**What to do**
Your task is to find every line in the records that holds the string "ingest" and copy it.
-------- Source information --------
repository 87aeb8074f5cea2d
pub mod cli;
pub mod collector;
pub mod config;
pub mod delivery;
pub mod source;
pub mod storage;
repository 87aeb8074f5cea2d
pub mod config;
pub mod run;
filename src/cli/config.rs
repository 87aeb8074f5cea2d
use crate::config::generate::generate_starter_config;
use crate::config::{default_config_locations, SYSTEM_CONFIG_PATH};
use crate::config::parse::load_config;
use std::fs;
use std::path::PathBuf;

pub fn init(stdout: bool) -> Result<(), Box<dyn std::error::Error>> {
    write_config(&generate_starter_config(), stdout)
}

fn write_config(config_content: &str, stdout: bool) -> Result<(), Box<dyn std::error::Error>> {
    if stdout {
        print!("{}", config_content);
        return Ok(());
    }

    // First default location whose directory can be created, else the system path
    let config_path = default_config_locations()
        .into_iter()
        .find(|candidate| {
            let Some(parent) = candidate.parent() else {
                return false;
            };
            match fs::create_dir_all(parent) {
                Ok(()) => true,
                Err(_) => {
                    eprintln!("Warning: Could not create directory {}", parent.display());
                    false
                }
            }
        })
        .unwrap_or_else(|| PathBuf::from(SYSTEM_CONFIG_PATH));

    if config_path.exists() {
        return Err(format!(
            "Config file already exists at {}. Remove it first or use --stdout to print the config",
            config_path.display()
        )
        .into());
    }

    if let Some(parent) = config_path.parent() {
        fs::create_dir_all(parent)?;
    }
    fs::write(&config_path, config_content)?;

    println!("Config file written to {}", config_path.display());
    Ok(())
}

pub fn validate(config_path: Option<PathBuf>) -> Result<(), Box<dyn std::error::Error>> {
    let path = config_path.ok_or("No config file found. Use --config to specify a path.")?;

    println!("Validating config file: {}", path.display());
    let config = load_config(&path)?;

    println!("Config is valid.");
    println!("  machine id:      {}", config.collector.machine_id);
    println!("  log directory:   {}", config.collector.log_directory.display());
    println!("  file pattern:    {}", config.collector.file_pattern);
    println!("  buffer:          {}", config.collector.buffer_directory.display());
    println!("  sink:            {}", config.sink.url);
    println!(
        "  batches:         <= {} entries, <= {} bytes",
        config.collector.max_batch_entries, config.collector.max_batch_size_bytes
    );
    println!(
        "  retry:           {} retries from {:?}",
        config.collector.retry.count, config.collector.retry.interval
    );
    Ok(())
}
use crate::source::entry::LogEntry;
use chrono::{DateTime, Utc};
use serde::{Deserialize, Serialize};
use uuid::Uuid;

#[derive(Debug, Clone, PartialEq, Serialize, Deserialize)]
#[serde(rename_all = "camelCase")]
pub struct LogBatch {
    /// Unique batch ID; also the key of the batch in the buffer store
    pub batch_id: Uuid,

    pub created_at: DateTime<Utc>,

    /// Entries in source order
    pub entries: Vec<LogEntry>,

    /// Sum of the per-entry size estimates, not the serialized size
    pub size: usize,
}

impl LogBatch {
    pub fn new(entries: Vec<LogEntry>, size: usize) -> Self {
        Self {
            batch_id: Uuid::new_v4(),
            created_at: Utc::now(),
            entries,
            size,
        }
    }

    pub fn len(&self) -> usize {
        self.entries.len()
    }

    pub fn is_empty(&self) -> bool {
        self.entries.is_empty()
    }
}
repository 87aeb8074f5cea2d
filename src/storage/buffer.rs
use super::traits::{BufferStore, StorageError};
use crate::collector::batch::LogBatch;
use async_trait::async_trait;
use std::path::{Path, PathBuf};
use tokio::io::AsyncWriteExt;
use uuid::Uuid;

const BATCH_EXTENSION: &str = "json";

/// Buffer store keeping one `<batch_id>.json` file per batch.
///
/// Files are written to a temporary name and renamed into place, so `list`
/// never observes a half-written batch.
#[derive(Debug, Clone)]
pub struct FileBufferStore {
    directory: PathBuf,
}

impl FileBufferStore {
    pub fn open(directory: impl Into<PathBuf>) -> Result<Self, StorageError> {
        let directory = directory.into();
        std::fs::create_dir_all(&directory)?;
        Ok(Self { directory })
    }

    pub fn directory(&self) -> &Path {
        &self.directory
    }

    fn batch_path(&self, batch_id: Uuid) -> PathBuf {
        self.directory
            .join(format!("{}.{}", batch_id, BATCH_EXTENSION))
    }

    async fn read_batch(path: &Path) -> Result<LogBatch, StorageError> {
        let bytes = tokio::fs::read(path).await?;
        Ok(serde_json::from_slice(&bytes)?)
    }
}

#[async_trait]
impl BufferStore for FileBufferStore {
    async fn save(&self, batch: &LogBatch) -> Result<(), StorageError> {
        let path = self.batch_path(batch.batch_id);
        let temp_path = path.with_extension("json.tmp");

        let json = serde_json::to_vec(batch)?;
        let mut file = tokio::fs::File::create(&temp_path).await?;
        file.write_all(&json).await?;
        file.sync_all().await?;
        drop(file);
        tokio::fs::rename(&temp_path, &path).await?;

        tracing::info!(
            batch_id = %batch.batch_id,
            entries = batch.len(),
            "Batch saved to buffer"
        );
        Ok(())
    }

    async fn list(&self, max_count: usize) -> Result<Vec<LogBatch>, StorageError> {
        let mut batches = Vec::new();

        let mut dir = tokio::fs::read_dir(&self.directory).await?;
        while let Some(entry) = dir.next_entry().await? {
            let path = entry.path();
            if path.extension().and_then(|e| e.to_str()) != Some(BATCH_EXTENSION) {
                continue;
            }
            match Self::read_batch(&path).await {
                Ok(batch) => batches.push(batch),
                // Removed by a concurrent delivery since read_dir
                Err(StorageError::Io(e)) if e.kind() == std::io::ErrorKind::NotFound => {}
                Err(e) => {
                    tracing::warn!(
                        path = %path.display(),
                        error = %e,
                        "Skipping unreadable buffered batch"
                    );
                }
            }
        }

        // Creation time decides both order and which batches make the cut;
        // file times change when a batch is re-saved.
        batches.sort_by_key(|b| (b.created_at, b.batch_id));
        batches.truncate(max_count);
        Ok(batches)
    }

    async fn remove(&self, batch_id: Uuid) -> Result<(), StorageError> {
        match tokio::fs::remove_file(self.batch_path(batch_id)).await {
            Ok(()) => {
                tracing::info!(batch_id = %batch_id, "Batch removed from buffer");
                Ok(())
            }
            Err(e) if e.kind() == std::io::ErrorKind::NotFound => {
                tracing::debug!(batch_id = %batch_id, "Batch already absent from buffer");
                Ok(())
            }
            Err(e) => Err(e.into()),
        }
    }

    async fn contains(&self, batch_id: Uuid) -> Result<bool, StorageError> {
        Ok(tokio::fs::try_exists(self.batch_path(batch_id)).await?)
    }
}

#[cfg(test)]
mod tests {
    use super::*;
    use crate::source::entry::{LogEntry, Severity};
    use chrono::{Duration, TimeZone, Utc};
    use std::collections::BTreeMap;
    use tempfile::TempDir;

    fn make_batch(message: &str) -> LogBatch {
        let entry = LogEntry {
            time_generated: Utc.with_ymd_and_hms(2025, 3, 1, 8, 0, 0).unwrap(),
            machine_id: "press-01".to_string(),
            severity: Severity::Information,
            event_id: 1,
            message: message.to_string(),
            operation_id: None,
            tags: BTreeMap::new(),
        };
        LogBatch::new(vec![entry], 40)
    }

    #[tokio::test]
    async fn test_save_list_remove() {
        let dir = TempDir::new().unwrap();
        let store = FileBufferStore::open(dir.path().join("batches")).unwrap();

        let batch = make_batch("first");
        store.save(&batch).await.unwrap();
        assert!(store.contains(batch.batch_id).await.unwrap());

        let listed = store.list(10).await.unwrap();
        assert_eq!(listed, vec![batch.clone()]);

        store.remove(batch.batch_id).await.unwrap();
        assert!(!store.contains(batch.batch_id).await.unwrap());
        assert!(store.list(10).await.unwrap().is_empty());
    }

    #[tokio::test]
    async fn test_remove_twice_is_not_an_error() {
        let dir = TempDir::new().unwrap();
        let store = FileBufferStore::open(dir.path()).unwrap();

        let batch = make_batch("x");
        store.save(&batch).await.unwrap();
        store.remove(batch.batch_id).await.unwrap();
        store.remove(batch.batch_id).await.unwrap();
        store.remove(Uuid::new_v4()).await.unwrap();
    }

    #[tokio::test]
    async fn test_save_overwrites_same_id() {
        let dir = TempDir::new().unwrap();
        let store = FileBufferStore::open(dir.path()).unwrap();

        let mut batch = make_batch("before");
        store.save(&batch).await.unwrap();
        batch.entries[0].message = "after".to_string();
        store.save(&batch).await.unwrap();

        let listed = store.list(10).await.unwrap();
        assert_eq!(listed.len(), 1);
        assert_eq!(listed[0].entries[0].message, "after");
    }

    #[tokio::test]
    async fn test_list_is_oldest_first_and_bounded() {
        let dir = TempDir::new().unwrap();
        let store = FileBufferStore::open(dir.path()).unwrap();

        let base = Utc::now() - Duration::hours(1);
        let mut ids = Vec::new();
        for i in 0..3 {
            let mut batch = make_batch(&format!("batch {}", i));
            batch.created_at = base + Duration::seconds(i);
            store.save(&batch).await.unwrap();
            ids.push(batch.batch_id);
            tokio::time::sleep(std::time::Duration::from_millis(20)).await;
        }

        let listed = store.list(10).await.unwrap();
        let listed_ids: Vec<_> = listed.iter().map(|b| b.batch_id).collect();
        assert_eq!(listed_ids, ids);

        let first_two = store.list(2).await.unwrap();
        assert_eq!(first_two.len(), 2);
        assert_eq!(first_two[0].batch_id, ids[0]);
    }

    #[tokio::test]
    async fn test_list_orders_by_creation_not_save_order() {
        let dir = TempDir::new().unwrap();
        let store = FileBufferStore::open(dir.path()).unwrap();

        let newer = make_batch("newer");
        store.save(&newer).await.unwrap();
        tokio::time::sleep(std::time::Duration::from_millis(50)).await;

        let mut older = make_batch("older");
        older.created_at = newer.created_at - Duration::minutes(5);
        store.save(&older).await.unwrap();

        let first = store.list(1).await.unwrap();
        assert_eq!(first.len(), 1);
        assert_eq!(first[0].batch_id, older.batch_id);

        // Re-saving the older batch touches its file but not its place in line
        store.save(&older).await.unwrap();
        let all: Vec<_> = store.list(10).await.unwrap().iter().map(|b| b.batch_id).collect();
        assert_eq!(all, vec![older.batch_id, newer.batch_id]);
    }

    #[tokio::test]
    async fn test_corrupt_record_is_skipped() {
        let dir = TempDir::new().unwrap();
        let store = FileBufferStore::open(dir.path()).unwrap();

        let batch = make_batch("good");
        store.save(&batch).await.unwrap();
        std::fs::write(dir.path().join(format!("{}.json", Uuid::new_v4())), "{broken").unwrap();
        std::fs::write(dir.path().join("leftover.json.tmp"), "partial").unwrap();

        let listed = store.list(10).await.unwrap();
        assert_eq!(listed.len(), 1);
        assert_eq!(listed[0].batch_id, batch.batch_id);
    }

    #[tokio::test]
    async fn test_record_uses_wire_field_names() {
        let dir = TempDir::new().unwrap();
        let store = FileBufferStore::open(dir.path()).unwrap();

        let batch = make_batch("shape");
        store.save(&batch).await.unwrap();

        let raw = std::fs::read_to_string(dir.path().join(format!("{}.json", batch.batch_id))).unwrap();
        let json: serde_json::Value = serde_json::from_str(&raw).unwrap();
        assert_eq!(json["batchId"], batch.batch_id.to_string());
        assert!(json["createdAt"].is_string());
        assert_eq!(json["size"], 40);
        assert_eq!(json["entries"][0]["Message"], "shape");
    }
}
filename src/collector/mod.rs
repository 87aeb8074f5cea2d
pub mod batch;
pub mod batcher;
pub mod path_lock;
pub mod runner;

pub use batch::LogBatch;
pub use batcher::{estimate_entry_size, to_batches};
pub use runner::{CollectorError, CollectorRunner, FileRunReport, ReplayReport, RunnerState, StatsSnapshot};
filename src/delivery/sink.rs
use crate::collector::batch::LogBatch;
use crate::config::types::SinkConfig;
use async_trait::async_trait;
use reqwest::header::{HeaderMap, HeaderName, HeaderValue, AUTHORIZATION};
use thiserror::Error;

pub const BATCH_ID_HEADER: &str = "X-Batch-Id";

#[derive(Debug, Error)]
pub enum SinkError {
    #[error("HTTP request failed: {0}")]
    Http(#[from] reqwest::Error),

    #[error("JSON serialization failed: {0}")]
    Json(#[from] serde_json::Error),

    #[error("sink rejected batch with status {status}: {body}")]
    Rejected { status: u16, body: String },

    #[error("invalid sink header '{name}': {reason}")]
    InvalidHeader { name: String, reason: String },
}

/// Remote endpoint that accepts batches.
#[async_trait]
pub trait Sink: Send + Sync {
    async fn send(&self, batch: &LogBatch) -> Result<(), SinkError>;
}

/// Posts each batch's entries as a JSON array.
#[derive(Debug)]
pub struct HttpSink {
    url: String,
    client: reqwest::Client,
}

impl HttpSink {
    pub fn new(config: &SinkConfig) -> Result<Self, SinkError> {
        let mut headers = HeaderMap::new();
        for (name, value) in &config.headers {
            let header_name =
                HeaderName::from_bytes(name.as_bytes()).map_err(|e| SinkError::InvalidHeader {
                    name: name.clone(),
                    reason: e.to_string(),
                })?;
            let header_value =
                HeaderValue::from_str(value).map_err(|e| SinkError::InvalidHeader {
                    name: name.clone(),
                    reason: e.to_string(),
                })?;
            headers.insert(header_name, header_value);
        }

        if let Some(token) = &config.bearer_token {
            let mut value = HeaderValue::from_str(&format!("Bearer {}", token)).map_err(|e| {
                SinkError::InvalidHeader {
                    name: AUTHORIZATION.to_string(),
                    reason: e.to_string(),
                }
            })?;
            value.set_sensitive(true);
            headers.insert(AUTHORIZATION, value);
        }

        let client = reqwest::Client::builder()
            .timeout(config.timeout)
            .default_headers(headers)
            .build()?;

        Ok(Self {
            url: config.url.clone(),
            client,
        })
    }

    pub fn url(&self) -> &str {
        &self.url
    }
}

#[async_trait]
impl Sink for HttpSink {
    async fn send(&self, batch: &LogBatch) -> Result<(), SinkError> {
        let body = serde_json::to_vec(&batch.entries)?;

        let response = self
            .client
            .post(&self.url)
            .header(BATCH_ID_HEADER, batch.batch_id.to_string())
            .header(reqwest::header::CONTENT_TYPE, "application/json")
            .body(body)
            .send()
            .await?;

        if !response.status().is_success() {
            return Err(SinkError::Rejected {
                status: response.status().as_u16(),
                body: response.text().await.unwrap_or_default(),
            });
        }

        tracing::debug!(
            batch_id = %batch.batch_id,
            entries = batch.len(),
            "Batch accepted by sink"
        );
        Ok(())
    }
}

#[cfg(test)]
mod tests {
    use super::*;
    use std::collections::HashMap;
    use std::time::Duration;

    fn sink_config(headers: HashMap<String, String>) -> SinkConfig {
        SinkConfig {
            url: "http://127.0.0.1:9/ingest".to_string(),
            bearer_token: Some("secret".to_string()),
            headers,
            timeout: Duration::from_secs(1),
        }
    }

    #[test]
    fn test_new_accepts_valid_headers() {
        let mut headers = HashMap::new();
        headers.insert("X-Tenant".to_string(), "plant-7".to_string());
        let sink = HttpSink::new(&sink_config(headers)).unwrap();
        assert_eq!(sink.url(), "http://127.0.0.1:9/ingest");
    }

    #[test]
    fn test_new_rejects_invalid_header_name() {
        let mut headers = HashMap::new();
        headers.insert("bad header".to_string(), "x".to_string());
        let err = HttpSink::new(&sink_config(headers)).unwrap_err();
        assert!(matches!(err, SinkError::InvalidHeader { .. }));
    }

    #[tokio::test]
    async fn test_unreachable_sink_is_an_error() {
        let sink = HttpSink::new(&sink_config(HashMap::new())).unwrap();
        let batch = LogBatch::new(Vec::new(), 0);
        assert!(sink.send(&batch).await.is_err());
    }
}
--------
**Written solution**
            url: "http://127.0.0.1:9/ingest".to_string(),
        assert_eq!(sink.url(), "http://127.0.0.1:9/ingest");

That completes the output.